● Collected data
=-=-=-=-=

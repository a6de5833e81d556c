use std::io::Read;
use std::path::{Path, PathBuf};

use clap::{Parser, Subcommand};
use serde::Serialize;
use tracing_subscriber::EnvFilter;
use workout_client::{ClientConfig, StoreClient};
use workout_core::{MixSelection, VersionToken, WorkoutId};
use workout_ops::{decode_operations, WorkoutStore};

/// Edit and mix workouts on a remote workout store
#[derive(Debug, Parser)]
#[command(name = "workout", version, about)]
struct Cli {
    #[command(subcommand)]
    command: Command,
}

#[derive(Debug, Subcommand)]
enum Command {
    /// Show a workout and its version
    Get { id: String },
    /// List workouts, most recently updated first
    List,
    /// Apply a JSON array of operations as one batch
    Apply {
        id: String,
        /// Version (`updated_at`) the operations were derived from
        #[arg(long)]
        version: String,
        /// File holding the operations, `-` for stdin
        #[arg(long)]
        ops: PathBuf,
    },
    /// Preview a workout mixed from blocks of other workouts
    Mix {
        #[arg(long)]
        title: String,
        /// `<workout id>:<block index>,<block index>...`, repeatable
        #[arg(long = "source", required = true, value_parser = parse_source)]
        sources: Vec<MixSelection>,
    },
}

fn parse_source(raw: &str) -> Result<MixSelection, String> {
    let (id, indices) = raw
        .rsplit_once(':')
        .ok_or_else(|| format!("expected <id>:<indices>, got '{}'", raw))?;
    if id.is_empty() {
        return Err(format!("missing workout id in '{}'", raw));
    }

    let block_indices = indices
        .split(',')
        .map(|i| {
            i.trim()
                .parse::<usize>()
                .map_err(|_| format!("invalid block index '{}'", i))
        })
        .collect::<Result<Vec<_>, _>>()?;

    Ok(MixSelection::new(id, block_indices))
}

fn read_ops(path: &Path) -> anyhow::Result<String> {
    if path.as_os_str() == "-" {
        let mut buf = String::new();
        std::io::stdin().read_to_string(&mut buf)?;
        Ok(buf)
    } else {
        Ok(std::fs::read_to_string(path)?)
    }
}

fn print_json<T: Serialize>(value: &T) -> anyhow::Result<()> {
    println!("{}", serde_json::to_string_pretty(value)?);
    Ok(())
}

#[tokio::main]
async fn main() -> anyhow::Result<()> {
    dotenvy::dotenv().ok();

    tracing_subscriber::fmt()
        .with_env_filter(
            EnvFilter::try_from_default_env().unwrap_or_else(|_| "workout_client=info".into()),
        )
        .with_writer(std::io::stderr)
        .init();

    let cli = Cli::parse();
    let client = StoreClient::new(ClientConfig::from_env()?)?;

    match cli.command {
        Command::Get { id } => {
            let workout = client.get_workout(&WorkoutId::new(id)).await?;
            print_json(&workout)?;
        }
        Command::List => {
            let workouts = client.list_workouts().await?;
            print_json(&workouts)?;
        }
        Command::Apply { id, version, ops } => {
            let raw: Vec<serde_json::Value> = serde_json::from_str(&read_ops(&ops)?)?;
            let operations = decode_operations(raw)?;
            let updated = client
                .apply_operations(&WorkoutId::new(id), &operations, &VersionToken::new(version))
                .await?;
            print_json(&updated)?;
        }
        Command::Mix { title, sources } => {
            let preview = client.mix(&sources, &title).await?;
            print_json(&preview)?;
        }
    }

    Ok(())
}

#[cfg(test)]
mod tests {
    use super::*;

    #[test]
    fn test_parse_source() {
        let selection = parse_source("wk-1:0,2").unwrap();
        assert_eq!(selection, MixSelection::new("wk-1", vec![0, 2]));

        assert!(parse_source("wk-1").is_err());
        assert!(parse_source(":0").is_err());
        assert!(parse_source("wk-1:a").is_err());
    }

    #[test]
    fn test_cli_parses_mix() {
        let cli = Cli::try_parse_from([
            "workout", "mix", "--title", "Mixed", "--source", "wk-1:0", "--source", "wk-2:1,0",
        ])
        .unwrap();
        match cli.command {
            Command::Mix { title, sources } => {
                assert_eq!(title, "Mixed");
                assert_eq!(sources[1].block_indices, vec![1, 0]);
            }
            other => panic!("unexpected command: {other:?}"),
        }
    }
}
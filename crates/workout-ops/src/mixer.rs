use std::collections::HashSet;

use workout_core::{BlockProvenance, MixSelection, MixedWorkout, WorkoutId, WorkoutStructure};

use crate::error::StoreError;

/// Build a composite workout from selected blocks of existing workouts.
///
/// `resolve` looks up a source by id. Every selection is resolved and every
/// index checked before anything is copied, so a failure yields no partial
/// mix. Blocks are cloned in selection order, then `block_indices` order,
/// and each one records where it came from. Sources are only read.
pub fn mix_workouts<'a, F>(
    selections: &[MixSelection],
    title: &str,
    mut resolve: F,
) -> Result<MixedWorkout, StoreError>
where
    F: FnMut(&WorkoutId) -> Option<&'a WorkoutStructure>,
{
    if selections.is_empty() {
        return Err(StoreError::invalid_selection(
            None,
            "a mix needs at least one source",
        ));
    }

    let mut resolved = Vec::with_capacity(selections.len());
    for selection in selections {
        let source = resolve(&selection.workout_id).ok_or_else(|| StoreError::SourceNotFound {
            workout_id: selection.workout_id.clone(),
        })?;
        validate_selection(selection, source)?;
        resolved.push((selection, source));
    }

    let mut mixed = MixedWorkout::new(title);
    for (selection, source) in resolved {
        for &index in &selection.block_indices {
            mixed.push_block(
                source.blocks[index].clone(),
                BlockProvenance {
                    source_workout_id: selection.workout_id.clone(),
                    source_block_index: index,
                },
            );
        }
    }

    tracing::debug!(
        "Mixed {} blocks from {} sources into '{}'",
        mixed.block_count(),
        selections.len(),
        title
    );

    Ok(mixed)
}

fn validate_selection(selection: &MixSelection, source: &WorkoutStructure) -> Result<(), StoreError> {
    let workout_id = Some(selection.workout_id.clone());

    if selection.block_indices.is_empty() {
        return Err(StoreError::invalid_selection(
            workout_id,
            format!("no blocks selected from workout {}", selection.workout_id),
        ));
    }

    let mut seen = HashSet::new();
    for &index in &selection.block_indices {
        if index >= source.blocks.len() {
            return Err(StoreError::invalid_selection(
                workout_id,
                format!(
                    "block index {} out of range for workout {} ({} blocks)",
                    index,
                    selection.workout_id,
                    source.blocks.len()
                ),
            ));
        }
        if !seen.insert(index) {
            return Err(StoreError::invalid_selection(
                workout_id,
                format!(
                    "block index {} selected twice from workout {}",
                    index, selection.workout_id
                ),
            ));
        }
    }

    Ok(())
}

=-=-=-=-=

● EXERCISE BRIEF
What is wanted is the full set of entries above, reproduced exactly.

● ANSWER SPACE
repository a6de5833e81d556c
use std::io::Read;
use std::path::{Path, PathBuf};

use clap::{Parser, Subcommand};
use serde::Serialize;
use tracing_subscriber::EnvFilter;
use workout_client::{ClientConfig, StoreClient};
use workout_core::{MixSelection, VersionToken, WorkoutId};
use workout_ops::{decode_operations, WorkoutStore};

/// Edit and mix workouts on a remote workout store
#[derive(Debug, Parser)]
#[command(name = "workout", version, about)]
struct Cli {
    #[command(subcommand)]
    command: Command,
}

#[derive(Debug, Subcommand)]
enum Command {
    /// Show a workout and its version
    Get { id: String },
    /// List workouts, most recently updated first
    List,
    /// Apply a JSON array of operations as one batch
    Apply {
        id: String,
        /// Version (`updated_at`) the operations were derived from
        #[arg(long)]
        version: String,
        /// File holding the operations, `-` for stdin
        #[arg(long)]
        ops: PathBuf,
    },
    /// Preview a workout mixed from blocks of other workouts
    Mix {
        #[arg(long)]
        title: String,
        /// `<workout id>:<block index>,<block index>...`, repeatable
        #[arg(long = "source", required = true, value_parser = parse_source)]
        sources: Vec<MixSelection>,
    },
}

fn parse_source(raw: &str) -> Result<MixSelection, String> {
    let (id, indices) = raw
        .rsplit_once(':')
        .ok_or_else(|| format!("expected <id>:<indices>, got '{}'", raw))?;
    if id.is_empty() {
        return Err(format!("missing workout id in '{}'", raw));
    }

    let block_indices = indices
        .split(',')
        .map(|i| {
            i.trim()
                .parse::<usize>()
                .map_err(|_| format!("invalid block index '{}'", i))
        })
        .collect::<Result<Vec<_>, _>>()?;

    Ok(MixSelection::new(id, block_indices))
}

fn read_ops(path: &Path) -> anyhow::Result<String> {
    if path.as_os_str() == "-" {
        let mut buf = String::new();
        std::io::stdin().read_to_string(&mut buf)?;
        Ok(buf)
    } else {
        Ok(std::fs::read_to_string(path)?)
    }
}

fn print_json<T: Serialize>(value: &T) -> anyhow::Result<()> {
    println!("{}", serde_json::to_string_pretty(value)?);
    Ok(())
}

#[tokio::main]
async fn main() -> anyhow::Result<()> {
    dotenvy::dotenv().ok();

    tracing_subscriber::fmt()
        .with_env_filter(
            EnvFilter::try_from_default_env().unwrap_or_else(|_| "workout_client=info".into()),
        )
        .with_writer(std::io::stderr)
        .init();

    let cli = Cli::parse();
    let client = StoreClient::new(ClientConfig::from_env()?)?;

    match cli.command {
        Command::Get { id } => {
            let workout = client.get_workout(&WorkoutId::new(id)).await?;
            print_json(&workout)?;
        }
        Command::List => {
            let workouts = client.list_workouts().await?;
            print_json(&workouts)?;
        }
        Command::Apply { id, version, ops } => {
            let raw: Vec<serde_json::Value> = serde_json::from_str(&read_ops(&ops)?)?;
            let operations = decode_operations(raw)?;
            let updated = client
                .apply_operations(&WorkoutId::new(id), &operations, &VersionToken::new(version))
                .await?;
            print_json(&updated)?;
        }
        Command::Mix { title, sources } => {
            let preview = client.mix(&sources, &title).await?;
            print_json(&preview)?;
        }
    }

    Ok(())
}

#[cfg(test)]
mod tests {
    use super::*;

    #[test]
    fn test_parse_source() {
        let selection = parse_source("wk-1:0,2").unwrap();
        assert_eq!(selection, MixSelection::new("wk-1", vec![0, 2]));

        assert!(parse_source("wk-1").is_err());
        assert!(parse_source(":0").is_err());
        assert!(parse_source("wk-1:a").is_err());
    }

    #[test]
    fn test_cli_parses_mix() {
        let cli = Cli::try_parse_from([
            "workout", "mix", "--title", "Mixed", "--source", "wk-1:0", "--source", "wk-2:1,0",
        ])
        .unwrap();
        match cli.command {
            Command::Mix { title, sources } => {
                assert_eq!(title, "Mixed");
                assert_eq!(sources[1].block_indices, vec![1, 0]);
            }
            other => panic!("unexpected command: {other:?}"),
        }
    }
}
filename crates/workout-ops/src/mixer.rs
use std::collections::HashSet;

use workout_core::{BlockProvenance, MixSelection, MixedWorkout, WorkoutId, WorkoutStructure};

use crate::error::StoreError;

/// Build a composite workout from selected blocks of existing workouts.
///
/// `resolve` looks up a source by id. Every selection is resolved and every
/// index checked before anything is copied, so a failure yields no partial
/// mix. Blocks are cloned in selection order, then `block_indices` order,
/// and each one records where it came from. Sources are only read.
pub fn mix_workouts<'a, F>(
    selections: &[MixSelection],
    title: &str,
    mut resolve: F,
) -> Result<MixedWorkout, StoreError>
where
    F: FnMut(&WorkoutId) -> Option<&'a WorkoutStructure>,
{
    if selections.is_empty() {
        return Err(StoreError::invalid_selection(
            None,
            "a mix needs at least one source",
        ));
    }

    let mut resolved = Vec::with_capacity(selections.len());
    for selection in selections {
        let source = resolve(&selection.workout_id).ok_or_else(|| StoreError::SourceNotFound {
            workout_id: selection.workout_id.clone(),
        })?;
        validate_selection(selection, source)?;
        resolved.push((selection, source));
    }

    let mut mixed = MixedWorkout::new(title);
    for (selection, source) in resolved {
        for &index in &selection.block_indices {
            mixed.push_block(
                source.blocks[index].clone(),
                BlockProvenance {
                    source_workout_id: selection.workout_id.clone(),
                    source_block_index: index,
                },
            );
        }
    }

    tracing::debug!(
        "Mixed {} blocks from {} sources into '{}'",
        mixed.block_count(),
        selections.len(),
        title
    );

    Ok(mixed)
}

fn validate_selection(selection: &MixSelection, source: &WorkoutStructure) -> Result<(), StoreError> {
    let workout_id = Some(selection.workout_id.clone());

    if selection.block_indices.is_empty() {
        return Err(StoreError::invalid_selection(
            workout_id,
            format!("no blocks selected from workout {}", selection.workout_id),
        ));
    }

    let mut seen = HashSet::new();
    for &index in &selection.block_indices {
        if index >= source.blocks.len() {
            return Err(StoreError::invalid_selection(
                workout_id,
                format!(
                    "block index {} out of range for workout {} ({} blocks)",
                    index,
                    selection.workout_id,
                    source.blocks.len()
                ),
            ));
        }
        if !seen.insert(index) {
            return Err(StoreError::invalid_selection(
                workout_id,
                format!(
                    "block index {} selected twice from workout {}",
                    index, selection.workout_id
                ),
            ));
        }
    }

    Ok(())
}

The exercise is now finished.